▶ What the task asks:
Begin at the first line below and copy each line exactly, ending with the line where "client classifies it" appears.

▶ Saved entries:

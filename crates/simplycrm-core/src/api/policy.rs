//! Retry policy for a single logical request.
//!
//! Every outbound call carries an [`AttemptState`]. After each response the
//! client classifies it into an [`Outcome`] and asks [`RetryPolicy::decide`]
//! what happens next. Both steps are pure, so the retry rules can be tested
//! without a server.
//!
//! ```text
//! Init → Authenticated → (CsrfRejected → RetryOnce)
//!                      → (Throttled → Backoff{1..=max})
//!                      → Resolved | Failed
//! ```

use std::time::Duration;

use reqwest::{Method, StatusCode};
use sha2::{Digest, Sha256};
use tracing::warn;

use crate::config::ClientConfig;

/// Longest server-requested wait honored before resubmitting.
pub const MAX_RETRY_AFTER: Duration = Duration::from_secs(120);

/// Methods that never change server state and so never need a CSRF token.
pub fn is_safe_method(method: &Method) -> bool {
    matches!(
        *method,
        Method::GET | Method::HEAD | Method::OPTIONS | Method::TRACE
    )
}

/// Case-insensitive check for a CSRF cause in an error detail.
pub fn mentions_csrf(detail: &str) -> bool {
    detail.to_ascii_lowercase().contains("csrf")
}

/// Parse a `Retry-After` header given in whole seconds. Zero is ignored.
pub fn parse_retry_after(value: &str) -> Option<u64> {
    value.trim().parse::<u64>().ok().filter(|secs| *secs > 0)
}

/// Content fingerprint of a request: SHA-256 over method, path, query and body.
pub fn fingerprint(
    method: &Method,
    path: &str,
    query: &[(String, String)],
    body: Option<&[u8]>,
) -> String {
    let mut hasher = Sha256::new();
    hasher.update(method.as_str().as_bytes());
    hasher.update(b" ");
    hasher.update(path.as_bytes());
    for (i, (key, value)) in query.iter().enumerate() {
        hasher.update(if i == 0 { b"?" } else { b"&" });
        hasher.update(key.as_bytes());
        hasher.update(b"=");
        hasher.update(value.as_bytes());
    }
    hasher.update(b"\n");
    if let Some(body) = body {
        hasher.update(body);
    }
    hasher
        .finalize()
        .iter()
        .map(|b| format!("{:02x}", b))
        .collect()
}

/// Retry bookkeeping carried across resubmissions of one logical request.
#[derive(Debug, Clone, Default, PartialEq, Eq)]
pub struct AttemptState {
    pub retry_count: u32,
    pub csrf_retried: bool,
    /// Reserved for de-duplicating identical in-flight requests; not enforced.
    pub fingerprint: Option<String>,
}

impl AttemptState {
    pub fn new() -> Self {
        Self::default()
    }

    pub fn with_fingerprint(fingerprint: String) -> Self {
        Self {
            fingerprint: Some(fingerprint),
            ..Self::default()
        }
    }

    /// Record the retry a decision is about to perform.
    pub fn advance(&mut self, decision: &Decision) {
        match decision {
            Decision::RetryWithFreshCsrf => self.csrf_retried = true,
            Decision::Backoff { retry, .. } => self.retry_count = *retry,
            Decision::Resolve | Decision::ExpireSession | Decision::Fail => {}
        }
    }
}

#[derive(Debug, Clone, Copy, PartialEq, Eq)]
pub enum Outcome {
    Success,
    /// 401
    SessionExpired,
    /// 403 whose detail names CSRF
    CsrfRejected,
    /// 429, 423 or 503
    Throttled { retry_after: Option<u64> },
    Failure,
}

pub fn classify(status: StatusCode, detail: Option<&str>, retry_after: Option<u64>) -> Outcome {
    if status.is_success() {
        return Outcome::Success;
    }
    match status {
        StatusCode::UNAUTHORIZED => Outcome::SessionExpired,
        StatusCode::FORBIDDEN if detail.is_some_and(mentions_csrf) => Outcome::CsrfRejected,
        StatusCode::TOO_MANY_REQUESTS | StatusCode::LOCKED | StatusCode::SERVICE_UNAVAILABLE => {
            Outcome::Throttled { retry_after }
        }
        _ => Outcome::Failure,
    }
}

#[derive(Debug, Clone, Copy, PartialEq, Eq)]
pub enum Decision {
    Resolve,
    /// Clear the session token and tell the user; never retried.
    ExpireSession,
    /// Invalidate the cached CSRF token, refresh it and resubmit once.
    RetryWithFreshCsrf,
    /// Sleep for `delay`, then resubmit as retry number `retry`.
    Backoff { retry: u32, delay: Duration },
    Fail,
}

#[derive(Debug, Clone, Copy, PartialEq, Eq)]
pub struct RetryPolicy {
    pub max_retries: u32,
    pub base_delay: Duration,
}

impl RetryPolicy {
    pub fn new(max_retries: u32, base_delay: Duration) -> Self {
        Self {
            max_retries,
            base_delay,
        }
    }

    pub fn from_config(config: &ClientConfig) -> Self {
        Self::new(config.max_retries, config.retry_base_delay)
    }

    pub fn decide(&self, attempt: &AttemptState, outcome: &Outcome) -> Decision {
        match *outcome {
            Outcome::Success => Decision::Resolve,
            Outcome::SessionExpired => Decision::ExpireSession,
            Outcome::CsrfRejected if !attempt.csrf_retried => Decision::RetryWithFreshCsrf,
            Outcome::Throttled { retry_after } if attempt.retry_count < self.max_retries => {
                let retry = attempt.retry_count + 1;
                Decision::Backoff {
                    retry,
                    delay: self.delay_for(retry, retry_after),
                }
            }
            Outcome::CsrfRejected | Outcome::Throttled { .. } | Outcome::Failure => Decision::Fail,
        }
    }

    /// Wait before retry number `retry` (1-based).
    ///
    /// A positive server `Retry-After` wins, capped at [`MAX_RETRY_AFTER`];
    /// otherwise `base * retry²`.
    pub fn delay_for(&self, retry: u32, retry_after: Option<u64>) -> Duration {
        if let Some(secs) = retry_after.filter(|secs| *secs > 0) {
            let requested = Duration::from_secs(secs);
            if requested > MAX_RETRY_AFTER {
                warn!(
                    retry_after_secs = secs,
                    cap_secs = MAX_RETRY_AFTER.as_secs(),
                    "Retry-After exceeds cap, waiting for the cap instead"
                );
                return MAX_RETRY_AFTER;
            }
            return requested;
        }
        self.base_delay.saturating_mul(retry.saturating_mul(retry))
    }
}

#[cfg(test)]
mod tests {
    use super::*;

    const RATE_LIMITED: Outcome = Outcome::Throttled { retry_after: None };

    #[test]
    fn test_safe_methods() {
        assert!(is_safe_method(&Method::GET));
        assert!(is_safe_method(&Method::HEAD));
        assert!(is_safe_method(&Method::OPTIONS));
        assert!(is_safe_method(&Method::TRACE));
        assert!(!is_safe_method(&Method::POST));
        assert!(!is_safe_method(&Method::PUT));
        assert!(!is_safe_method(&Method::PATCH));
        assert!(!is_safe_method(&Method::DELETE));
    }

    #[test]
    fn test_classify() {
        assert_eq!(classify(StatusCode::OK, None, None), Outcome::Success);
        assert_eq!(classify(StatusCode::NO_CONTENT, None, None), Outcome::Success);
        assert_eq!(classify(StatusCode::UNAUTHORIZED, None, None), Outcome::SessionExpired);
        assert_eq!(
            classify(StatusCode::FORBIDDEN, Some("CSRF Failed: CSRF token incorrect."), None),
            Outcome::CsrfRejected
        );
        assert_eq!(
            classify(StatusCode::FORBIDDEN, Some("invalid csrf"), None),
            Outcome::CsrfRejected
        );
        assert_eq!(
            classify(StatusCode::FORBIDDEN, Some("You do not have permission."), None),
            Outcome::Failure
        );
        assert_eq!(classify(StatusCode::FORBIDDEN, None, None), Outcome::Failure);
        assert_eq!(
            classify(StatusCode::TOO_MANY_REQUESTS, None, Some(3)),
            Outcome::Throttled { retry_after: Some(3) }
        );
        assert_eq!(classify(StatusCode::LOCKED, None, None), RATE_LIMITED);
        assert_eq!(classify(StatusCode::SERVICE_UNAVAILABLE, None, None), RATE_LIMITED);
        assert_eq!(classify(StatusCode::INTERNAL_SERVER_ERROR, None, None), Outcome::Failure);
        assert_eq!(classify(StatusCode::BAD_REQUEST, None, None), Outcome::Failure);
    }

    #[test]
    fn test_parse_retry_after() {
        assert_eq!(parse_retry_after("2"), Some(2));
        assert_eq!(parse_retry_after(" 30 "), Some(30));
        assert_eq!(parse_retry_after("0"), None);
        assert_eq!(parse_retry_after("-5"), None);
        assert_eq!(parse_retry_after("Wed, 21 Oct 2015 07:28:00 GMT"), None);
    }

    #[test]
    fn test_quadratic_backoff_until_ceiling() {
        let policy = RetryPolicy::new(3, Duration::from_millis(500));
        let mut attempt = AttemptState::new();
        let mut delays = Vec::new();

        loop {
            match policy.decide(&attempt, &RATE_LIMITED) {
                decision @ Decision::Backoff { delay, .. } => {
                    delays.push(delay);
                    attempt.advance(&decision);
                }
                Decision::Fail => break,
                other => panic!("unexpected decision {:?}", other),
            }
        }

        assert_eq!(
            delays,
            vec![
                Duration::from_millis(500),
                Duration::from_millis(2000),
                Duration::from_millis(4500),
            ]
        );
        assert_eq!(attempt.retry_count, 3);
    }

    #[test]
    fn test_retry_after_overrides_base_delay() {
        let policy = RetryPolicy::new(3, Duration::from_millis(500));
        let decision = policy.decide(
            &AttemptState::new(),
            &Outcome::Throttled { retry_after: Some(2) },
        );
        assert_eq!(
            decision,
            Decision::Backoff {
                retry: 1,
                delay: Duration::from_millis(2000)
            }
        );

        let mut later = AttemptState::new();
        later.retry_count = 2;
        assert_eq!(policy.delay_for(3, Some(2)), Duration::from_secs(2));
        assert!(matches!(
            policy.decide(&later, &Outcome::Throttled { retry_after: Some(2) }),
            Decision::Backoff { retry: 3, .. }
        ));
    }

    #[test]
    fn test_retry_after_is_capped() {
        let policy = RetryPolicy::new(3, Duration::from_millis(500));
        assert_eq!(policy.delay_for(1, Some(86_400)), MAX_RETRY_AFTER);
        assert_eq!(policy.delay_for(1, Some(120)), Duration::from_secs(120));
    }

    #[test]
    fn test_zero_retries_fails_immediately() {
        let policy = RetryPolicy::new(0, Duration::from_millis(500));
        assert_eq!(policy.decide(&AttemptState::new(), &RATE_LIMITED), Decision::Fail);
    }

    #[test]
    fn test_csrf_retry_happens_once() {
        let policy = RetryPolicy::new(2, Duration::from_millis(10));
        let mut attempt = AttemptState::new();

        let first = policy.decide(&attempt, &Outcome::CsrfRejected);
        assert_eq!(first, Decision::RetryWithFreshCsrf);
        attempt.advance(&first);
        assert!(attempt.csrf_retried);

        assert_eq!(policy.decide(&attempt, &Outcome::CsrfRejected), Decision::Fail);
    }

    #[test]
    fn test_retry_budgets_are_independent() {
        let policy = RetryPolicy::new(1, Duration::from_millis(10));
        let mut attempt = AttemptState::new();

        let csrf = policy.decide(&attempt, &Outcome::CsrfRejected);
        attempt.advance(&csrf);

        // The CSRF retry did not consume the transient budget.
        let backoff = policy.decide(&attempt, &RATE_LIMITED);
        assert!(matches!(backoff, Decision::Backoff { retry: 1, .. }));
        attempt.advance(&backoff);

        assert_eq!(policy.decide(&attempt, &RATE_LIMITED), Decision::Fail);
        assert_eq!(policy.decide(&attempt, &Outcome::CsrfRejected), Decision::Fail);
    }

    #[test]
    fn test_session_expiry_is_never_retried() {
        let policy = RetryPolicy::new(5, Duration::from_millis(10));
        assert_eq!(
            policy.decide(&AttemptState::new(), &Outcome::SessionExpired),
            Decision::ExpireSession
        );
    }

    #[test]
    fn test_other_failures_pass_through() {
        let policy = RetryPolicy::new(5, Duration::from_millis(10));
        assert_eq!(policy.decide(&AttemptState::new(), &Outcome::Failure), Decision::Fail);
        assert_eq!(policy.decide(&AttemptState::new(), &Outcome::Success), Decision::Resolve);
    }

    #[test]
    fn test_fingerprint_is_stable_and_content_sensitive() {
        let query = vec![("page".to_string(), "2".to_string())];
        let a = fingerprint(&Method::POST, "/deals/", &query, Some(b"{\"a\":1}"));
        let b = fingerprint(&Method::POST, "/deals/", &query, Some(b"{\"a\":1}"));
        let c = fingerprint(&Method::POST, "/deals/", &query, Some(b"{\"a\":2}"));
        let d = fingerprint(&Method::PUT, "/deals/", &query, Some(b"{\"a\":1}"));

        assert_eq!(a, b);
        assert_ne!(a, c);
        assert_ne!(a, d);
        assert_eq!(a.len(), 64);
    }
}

▶ Solution to the problem:
filename crates/simplycrm-core/src/api/policy.rs
//! Retry policy for a single logical request.
//!
//! Every outbound call carries an [`AttemptState`]. After each response the
//! client classifies it into an [`Outcome`] and asks [`RetryPolicy::decide`]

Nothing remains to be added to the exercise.